Da erließ ein hart' Gebot
Herodes über sein Reich. Seine Recken hieß er fahren,
der König des Landes, daß sie der Kinder so viel
durch ihrer Hände Kraft des Hauptes beraubten,
als in der Burg zu Bethlehem geboren worden
und erzogen in zweien Jahren. Nicht zögerte mit der Bluttat
des Königs Gesinde. Da sollte manch kindischer Mann
sündenlos sterben. Nie sah man spät noch früh
so jämmerlichen Untergang des jungen Volks,
so klägliches Würgen. Da wehklagten die Frauen:
Ihre Säuglinge sahen die Mütter spießen
und hatten keine Hilfe, ob mit den Händen beiden
sie auch ihr eigen Kind, mit den Armen umfingen
den lieben kleinen Liebling, doch ließ er das Leben,
der Sohn vor der Mutter.
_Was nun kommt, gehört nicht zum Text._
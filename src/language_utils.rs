use isolang::Language;

/// Language utilities for the codes reported by the recognition engine
///
/// Engines report ISO 639-1 (2-letter) codes, occasionally ISO 639-2
/// (3-letter) ones, in either the terminology or the bibliographic form.

// @returns: ISO 639-2/T equivalent of an ISO 639-2/B code
fn bibliographic_to_terminology(code: &str) -> Option<&'static str> {
    let part2t = match code {
        "fre" => "fra", // French
        "ger" => "deu", // German
        "dut" => "nld", // Dutch
        "gre" => "ell", // Greek
        "chi" => "zho", // Chinese
        "cze" => "ces", // Czech
        "ice" => "isl", // Icelandic
        "alb" => "sqi", // Albanian
        "arm" => "hye", // Armenian
        "baq" => "eus", // Basque
        "bur" => "mya", // Burmese
        "per" => "fas", // Persian
        "geo" => "kat", // Georgian
        "may" => "msa", // Malay
        "mac" => "mkd", // Macedonian
        "rum" => "ron", // Romanian
        "slo" => "slk", // Slovak
        "wel" => "cym", // Welsh
        _ => return None,
    };
    Some(part2t)
}

/// Resolve a 2- or 3-letter code to a language
pub fn lookup_language(code: &str) -> Option<Language> {
    let normalized_code = code.trim().to_lowercase();

    match normalized_code.len() {
        2 => Language::from_639_1(&normalized_code),
        3 => {
            let part2t = bibliographic_to_terminology(&normalized_code).unwrap_or(&normalized_code);
            Language::from_639_3(part2t)
        }
        _ => None,
    }
}

/// Normalize a language code to ISO 639-2/T (3-letter) format
pub fn normalize_to_part2t(code: &str) -> Option<String> {
    lookup_language(code).map(|lang| lang.to_639_3().to_string())
}

/// Check if two language codes represent the same language
pub fn language_codes_match(code1: &str, code2: &str) -> bool {
    match (lookup_language(code1), lookup_language(code2)) {
        (Some(a), Some(b)) => a == b,
        _ => false,
    }
}

/// English name of the language behind a code, if the code is known
pub fn get_language_name(code: &str) -> Option<String> {
    lookup_language(code).map(|lang| lang.to_name().to_string())
}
Die Schandtat scheuten nicht
die Schergen, noch die Strafe. Mit der Schärfe der Waffen
vollführten sie den Frevel. So fielen vor ihnen
junger Männer in Menge. Die Mütter jammerten
um der Kinder Qual. Klage war in Bethlehem,
hallendes Heulen. Ob man ihre Herzen entzwei
schnitte mit den Schwerte, ihnen möchte solcher Schmerz
in dieser Welt nicht werden, den Weibern allzumal,
den Frauen zu Bethlehem, da sie vor sich die Söhne,
die kindjungen, sahen in Qualen verscheiden
blutig an ihrer Brust. Die Bluthunde mordeten
die unschuldige Schar, und scheuten mitnichten,
die Männer, vor Meintat, wollten den Mächtigen selbst,
den Christ, zu Tode quälen.

Doch die Kraft Gottes hatt' ihn
nun der Wut schon entnommen, da nachts hindann
ihn die Männer geleiteten nach dem Land der Ägypter,
die guten mit Joseph zu der grünen Au,
der edelsten Erde, wo eine Ache fließt,
der mächtige Nilstrom nordwärts zur See,
der schönste der Flüsse, wo das Friedenskind Gottes
nun willig wohnte, bis das Geschick hinwegnahm
den König Herodes, daß er die Kinder der Welt ließ,
der Männer Traum. Da sollte der Mark Gewalt
sein Erbwart haben, Archelaus geheißen,
und der Helmträger Herzog sein,
um Jerusalem künftig des Judenvolkes
als König walten.

Da war das Wort gekommen
dort in Ägypten zu dem edlen Manne,
das der Engel Gottes zu Joseph sprach,
der Herold des Herrn. Er hieß ihn das Kind
heimleiten zu Lande: „Dies Licht verließ nun
Herodes, der König, der es wegräumen wollte,
sein Leben gefährden. In Frieden geleite nun
das Kind zu den Euern, da der König starb,
der übermüt'ge Fürst.“ All erkannte da Joseph
die Gotteszeichen und verzog nicht lange,
der Degen mit der Jungfrau, da sie von dannen wollten
mit dem heiligen Kinde, dem Ratschluß gehorchend
und des Waltenden Willen, wie sein Wort ihm gebot.